PHILADELPHIA — Women at a high risk of interval second breast cancers might benefit from additional surveillance imaging modalities, according to a new study.

“Annual surveillance mammography is recommended for women with a personal history of breast cancer,” according to a report in the Journal of the National Cancer Institute. “Risk prediction models that estimate mammography failures such as interval second breast cancers could help to tailor surveillance imaging regimens to women’s individual risk profiles.”1.

Past research has suggested that the risk of second primary cancer among survivors at 5, 10, and 15 years is reported to be 3.6%, 8.2%, and 13.9%, respectively.

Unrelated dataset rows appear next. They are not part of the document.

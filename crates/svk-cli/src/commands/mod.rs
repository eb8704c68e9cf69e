//! Command handler modules for the `svk` binary.
//!
//! Shared utilities used by multiple command paths live here.
//! Command-specific logic lives in the submodules.

pub mod check;
pub mod ingest;
pub mod summary;

use std::path::PathBuf;

use anyhow::{Context, Result};
use chrono::{Local, NaiveDate};
use svk_config::{load_layered_yaml, report_unused_keys, LoadedConfig, UnusedKeyPolicy};
use svk_pipeline::{PipelineContext, RunStatus};
use tracing::{info, warn};

// ---------------------------------------------------------------------------
// Shared helpers
// ---------------------------------------------------------------------------

/// Load layered config, warn about keys nothing reads, and build the run
/// context anchored on `as_of` (default: today, local time).
pub fn load_context(config_paths: &[PathBuf], as_of: Option<NaiveDate>) -> Result<PipelineContext> {
    let loaded = load_config(config_paths)?;
    let settings = loaded.settings()?;
    let today = as_of.unwrap_or_else(|| Local::now().date_naive());
    info!(
        config_hash = %loaded.config_hash,
        layers = config_paths.len(),
        %today,
        "config/loaded"
    );
    Ok(PipelineContext::new(settings, loaded.config_hash, today))
}

fn load_config(config_paths: &[PathBuf]) -> Result<LoadedConfig> {
    let loaded = load_layered_yaml(config_paths).context("load layered config")?;
    let unused = report_unused_keys(&loaded.config_json, UnusedKeyPolicy::Warn)?;
    for pointer in &unused.unused_leaf_pointers {
        warn!(%pointer, "config/unused_key");
    }
    Ok(loaded)
}

/// `svk config-hash`: hash line, then the canonical JSON it was computed from.
pub fn config_hash(paths: &[PathBuf]) -> Result<RunStatus> {
    let loaded = load_config(paths)?;
    println!("config_hash={}", loaded.config_hash);
    println!("{}", loaded.canonical_json);
    Ok(RunStatus::Clean)
}
//! Scenario: ingest runs against a real data directory.
//!
//! GREEN when:
//! - a first daily run creates the store, a raw archive, and the state file
//! - a duplicated, unordered first batch is stored deduplicated and sorted
//! - a re-scrape of an overlapping window overrides stored values
//! - a producer failure leaves the store byte-identical and exits clean
//! - no store plus no data is "could not run"
//! - weekly fills recent gaps one date at a time, skipping failed dates
//! - an unreadable store aborts before anything is written

use std::fs;
use std::path::Path;

use svk_config::Settings;
use svk_pipeline::{run_ingest, IngestPlan, PipelineContext, RunStatus};
use svk_records::{csv_store, Record, RecordSet, FORECAST_COLUMN};
use svk_store::{read_state, RunMetadata, StoreGateway, StoreLayout};
use svk_testkit::{
    date, hourly_days, with_values, without_date, FailingProducer, RecordingProducer,
    StaticProducer,
};

fn ctx(root: &Path, today: chrono::NaiveDate) -> PipelineContext {
    let mut settings = Settings::default();
    settings.paths.data_dir = root.join("data");
    settings.paths.report_dir = root.join("reports");
    PipelineContext {
        settings,
        config_hash: "test-hash".to_string(),
        today,
        run: RunMetadata::local(),
    }
}

fn gateway(ctx: &PipelineContext) -> StoreGateway {
    StoreGateway::new(StoreLayout::from_settings(&ctx.settings))
}

fn raw_files(data_dir: &Path) -> usize {
    fs::read_dir(data_dir)
        .unwrap()
        .filter_map(|e| e.ok())
        .filter(|e| e.file_name().to_string_lossy().starts_with("raw_"))
        .count()
}

#[test]
fn scenario_first_daily_run_creates_store_and_state() {
    let dir = tempfile::tempdir().unwrap();
    let today = date(2024, 3, 10);
    let ctx = ctx(dir.path(), today);
    let producer = StaticProducer::new(hourly_days(date(2024, 3, 1), 10));

    let out = run_ingest(&ctx, IngestPlan::Daily { days: 3 }, &producer).unwrap();
    assert_eq!(out.status, RunStatus::Clean);
    assert_eq!(out.records_obtained, 72);
    assert_eq!(out.total_records, 72);
    assert!(out.saved.as_ref().unwrap().backup.is_none());
    assert_eq!(raw_files(&ctx.settings.paths.data_dir), 1);

    let store = gateway(&ctx).load().unwrap();
    assert_eq!(store.len(), 72);
    assert!(store.is_canonical());

    let state = read_state(&ctx.settings.paths.state_path()).unwrap().unwrap();
    assert_eq!(state.total_records, 72);
    assert_eq!(state.date_range.start, Some(date(2024, 3, 8)));
    assert_eq!(state.date_range.end, Some(today));
    assert_eq!(state.ingest_id, out.ingest_id);
    assert_eq!(state.config_hash, "test-hash");
    assert_eq!(state.github_run_id, "local");
}

#[test]
fn scenario_first_batch_with_retries_is_stored_canonical() {
    let dir = tempfile::tempdir().unwrap();
    let ctx = ctx(dir.path(), date(2024, 3, 10));
    let batch = RecordSet::from_records(vec![
        Record::new("2024-03-10", "5").with_field(FORECAST_COLUMN, "100"),
        Record::new("2024-03-09", "1").with_field(FORECAST_COLUMN, "1"),
        Record::new("2024-03-10", "5").with_field(FORECAST_COLUMN, "200"),
    ]);

    let producer = StaticProducer::new(batch);
    let out = run_ingest(&ctx, IngestPlan::Daily { days: 3 }, &producer).unwrap();
    assert_eq!(out.status, RunStatus::Clean);
    assert_eq!(out.records_obtained, 3);
    assert_eq!(out.total_records, 2);

    let stored = csv_store::read_path(&ctx.settings.paths.master_path()).unwrap();
    assert!(stored.is_canonical());
    let rows: Vec<_> = stored
        .iter()
        .map(|r| (r.date.clone(), r.hour.clone(), r.forecast_mw()))
        .collect();
    assert_eq!(
        rows,
        vec![
            ("2024-03-09".to_string(), "1".to_string(), Some(1.0)),
            ("2024-03-10".to_string(), "5".to_string(), Some(200.0)),
        ]
    );

    let state = read_state(&ctx.settings.paths.state_path()).unwrap().unwrap();
    assert_eq!(state.total_records, 2);
}

#[test]
fn scenario_rescrape_overrides_overlap() {
    let dir = tempfile::tempdir().unwrap();
    let ctx1 = ctx(dir.path(), date(2024, 3, 10));
    let first = StaticProducer::new(hourly_days(date(2024, 3, 1), 10));
    run_ingest(&ctx1, IngestPlan::Daily { days: 3 }, &first).unwrap();

    // Next day: values for 2024-03-10 were corrected upstream.
    let ctx2 = ctx(dir.path(), date(2024, 3, 11));
    let corrected = with_values(
        &hourly_days(date(2024, 3, 1), 11),
        date(2024, 3, 10),
        FORECAST_COLUMN,
        "999",
    );
    let out = run_ingest(&ctx2, IngestPlan::Daily { days: 3 }, &StaticProducer::new(corrected))
        .unwrap();
    assert_eq!(out.total_records, 4 * 24);
    assert!(out.saved.as_ref().unwrap().backup.is_some());

    let store = gateway(&ctx2).load().unwrap();
    let day10: Vec<f64> = store
        .iter()
        .filter(|r| r.parsed_date() == Some(date(2024, 3, 10)))
        .filter_map(|r| r.forecast_mw())
        .collect();
    assert_eq!(day10.len(), 24);
    assert!(day10.iter().all(|v| *v == 999.0));
}

#[test]
fn scenario_producer_failure_leaves_store_untouched() {
    let dir = tempfile::tempdir().unwrap();
    let ctx = ctx(dir.path(), date(2024, 3, 10));
    run_ingest(
        &ctx,
        IngestPlan::Daily { days: 3 },
        &StaticProducer::new(hourly_days(date(2024, 3, 8), 3)),
    )
    .unwrap();
    let master = ctx.settings.paths.master_path();
    let before = fs::read(&master).unwrap();

    let out = run_ingest(&ctx, IngestPlan::Daily { days: 3 }, &FailingProducer::unavailable())
        .unwrap();
    assert_eq!(out.status, RunStatus::Clean);
    assert_eq!(out.failed.len(), 1);
    assert!(out.saved.is_none());
    assert_eq!(fs::read(&master).unwrap(), before);
    assert_eq!(raw_files(&ctx.settings.paths.data_dir), 1);
}

#[test]
fn scenario_no_store_and_no_data_could_not_run() {
    let dir = tempfile::tempdir().unwrap();
    let ctx = ctx(dir.path(), date(2024, 3, 10));

    let empty = run_ingest(&ctx, IngestPlan::Daily { days: 3 }, &StaticProducer::empty()).unwrap();
    assert_eq!(empty.status, RunStatus::CouldNotRun);

    let failing =
        run_ingest(&ctx, IngestPlan::Daily { days: 3 }, &FailingProducer::unavailable()).unwrap();
    assert_eq!(failing.status, RunStatus::CouldNotRun);
    assert!(!ctx.settings.paths.master_path().exists());
}

#[test]
fn scenario_weekly_fills_gaps_and_skips_failures() {
    let dir = tempfile::tempdir().unwrap();
    let today = date(2024, 4, 30);
    let ctx = ctx(dir.path(), today);

    let upstream = hourly_days(date(2024, 3, 31), 31);
    let mut stored = upstream.clone();
    for d in [2, 4, 6, 8, 10, 12] {
        stored = without_date(&stored, date(2024, 4, d));
    }
    let backfill = IngestPlan::Custom {
        days: 31,
        start: Some(date(2024, 3, 31)),
    };
    run_ingest(&ctx, backfill, &StaticProducer::new(stored)).unwrap();

    let producer = RecordingProducer::new(upstream).failing_on(date(2024, 4, 4));
    let plan = IngestPlan::Weekly {
        days_back: 30,
        max_dates: 5,
    };
    let out = run_ingest(&ctx, plan, &producer).unwrap();

    let asked: Vec<_> = producer.requests().iter().map(|r| r.start).collect();
    assert_eq!(
        asked,
        vec![
            date(2024, 4, 2),
            date(2024, 4, 4),
            date(2024, 4, 6),
            date(2024, 4, 8),
            date(2024, 4, 10),
        ]
    );
    assert_eq!(out.failed.len(), 1);
    assert_eq!(out.records_obtained, 4 * 24);

    let store = gateway(&ctx).load().unwrap();
    let dates = store.dates();
    assert!(dates.contains(&date(2024, 4, 2)));
    assert!(!dates.contains(&date(2024, 4, 4)));
    assert!(!dates.contains(&date(2024, 4, 12)));
    assert_eq!(store.len(), (31 - 2) * 24);
}

#[test]
fn scenario_unreadable_store_aborts() {
    let dir = tempfile::tempdir().unwrap();
    let ctx = ctx(dir.path(), date(2024, 3, 10));
    let master = ctx.settings.paths.master_path();
    fs::create_dir_all(master.parent().unwrap()).unwrap();
    fs::write(&master, [0xC3, 0x28]).unwrap();

    let producer = StaticProducer::new(hourly_days(date(2024, 3, 8), 3));
    assert!(run_ingest(&ctx, IngestPlan::Daily { days: 3 }, &producer).is_err());
    assert_eq!(fs::read(&master).unwrap(), vec![0xC3, 0x28]);
}
//! `svk ingest <daily|weekly|custom>`

use std::path::Path;

use anyhow::{bail, Result};
use chrono::NaiveDate;
use clap::ValueEnum;
use svk_config::IngestConfig;
use svk_pipeline::{run_ingest, IngestPlan, PipelineContext, RunStatus};
use svk_records::CsvBatchProducer;

#[derive(Debug, Clone, Copy, PartialEq, Eq, ValueEnum)]
pub enum PlanKind {
    /// The last few days ending today
    Daily,
    /// Recent dates with no data, one day at a time
    Weekly,
    /// An explicit window (--days, optional --start-date)
    Custom,
}

/// Resolve CLI flags into a plan. `--start-date` only applies to `custom`;
/// `--days` overrides the configured length for `daily` and `custom`.
pub fn plan_for(
    kind: PlanKind,
    cfg: &IngestConfig,
    days: Option<u32>,
    start: Option<NaiveDate>,
) -> Result<IngestPlan> {
    if start.is_some() && kind != PlanKind::Custom {
        bail!("--start-date is only valid with the custom plan");
    }
    if days == Some(0) {
        bail!("--days must be at least 1");
    }
    let plan = match kind {
        PlanKind::Daily => IngestPlan::Daily {
            days: days.unwrap_or(cfg.daily_days),
        },
        PlanKind::Weekly => {
            if days.is_some() {
                bail!("--days is not valid with the weekly plan (see ingest.weekly_days_back)");
            }
            IngestPlan::weekly(cfg)
        }
        PlanKind::Custom => IngestPlan::custom(cfg, days, start),
    };
    Ok(plan)
}

pub fn run(ctx: &PipelineContext, plan: IngestPlan, batch: &Path) -> Result<RunStatus> {
    let producer = CsvBatchProducer::new(batch);
    let out = run_ingest(ctx, plan, &producer)?;

    println!("status={}", out.status.as_str());
    println!("ingest_id={}", out.ingest_id);
    println!("plan={}", out.plan);
    println!("requests={}", out.requests.len());
    println!("requests_failed={}", out.failed.len());
    for f in &out.failed {
        println!("failed={} error={}", f.request, f.error);
    }
    println!("records_obtained={}", out.records_obtained);
    println!("total_records={}", out.total_records);
    for raw in &out.raw_archives {
        println!("raw_archive={}", raw.display());
    }
    match &out.saved {
        Some(saved) => {
            println!("saved={}", saved.path.display());
            if let Some(b) = &saved.backup {
                println!("backup={}", b.display());
            }
            println!("backups_pruned={}", saved.pruned.len());
        }
        None => println!("saved=false"),
    }
    if let Some(state) = &out.state_path {
        println!("state={}", state.display());
    }

    Ok(out.status)
}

The University of Pennsylvania Perelman School of Medicine-led study included participation from the Women Veterans Comprehensive Health Center at the San Francisco VA Healthcare System. The study team used LASSO-penalized regression to estimate the probability of an interval second cancer — invasive cancer or ductal carcinoma in situ –in the one-year following a negative surveillance mammogram. The focus was on a cohort of women with a history of breast cancer receiving surveillance mammography in the Breast Cancer Surveillance Consortium in 1996-2019,

“Based on predicted risks from this one-year risk model, we generated cumulative risks of an interval second cancer for the five-year period following each mammogram,’ the researchers explained. “Model performance was evaluated using cross-validation in the overall cohort and within race and ethnicity strata.”

The authors advised that, in 173,290 surveillance mammograms, 496 interval cancers were observed. “One-year risk models were well-calibrated (expected/observed ratio = 1.00) with good accuracy (area under the receiver operating characteristic curve = 0.64),” they wrote. “Model performance was similar across race and ethnicity groups. The median five-year cumulative risk was 1.20% (interquartile range 0.93-1.63%).”

The study noted that median five-year risks were highest in women who were under age 40 or pre- or peri-menopausal at diagnosis and those with estrogen receptor-negative primary breast cancers.

“Our risk model identified women at high risk of interval second breast cancers who may benefit from additional surveillance imaging modalities,” the researchers concluded. “Risk models should be evaluated to determine if risk-guided supplemental surveillance imaging improves early detection and decreases surveillance failures.”

  1. Hubbard RA, Su YR, Bowles EJ, Ichikawa L, et. Al. Predicting five-year interval second breast cancer risk in women with prior breast cancer. J Natl Cancer Inst. 2024 Mar 11:djae063. doi: 10.1093/jnci/djae063. Epub ahead of print. PMID: 38466940.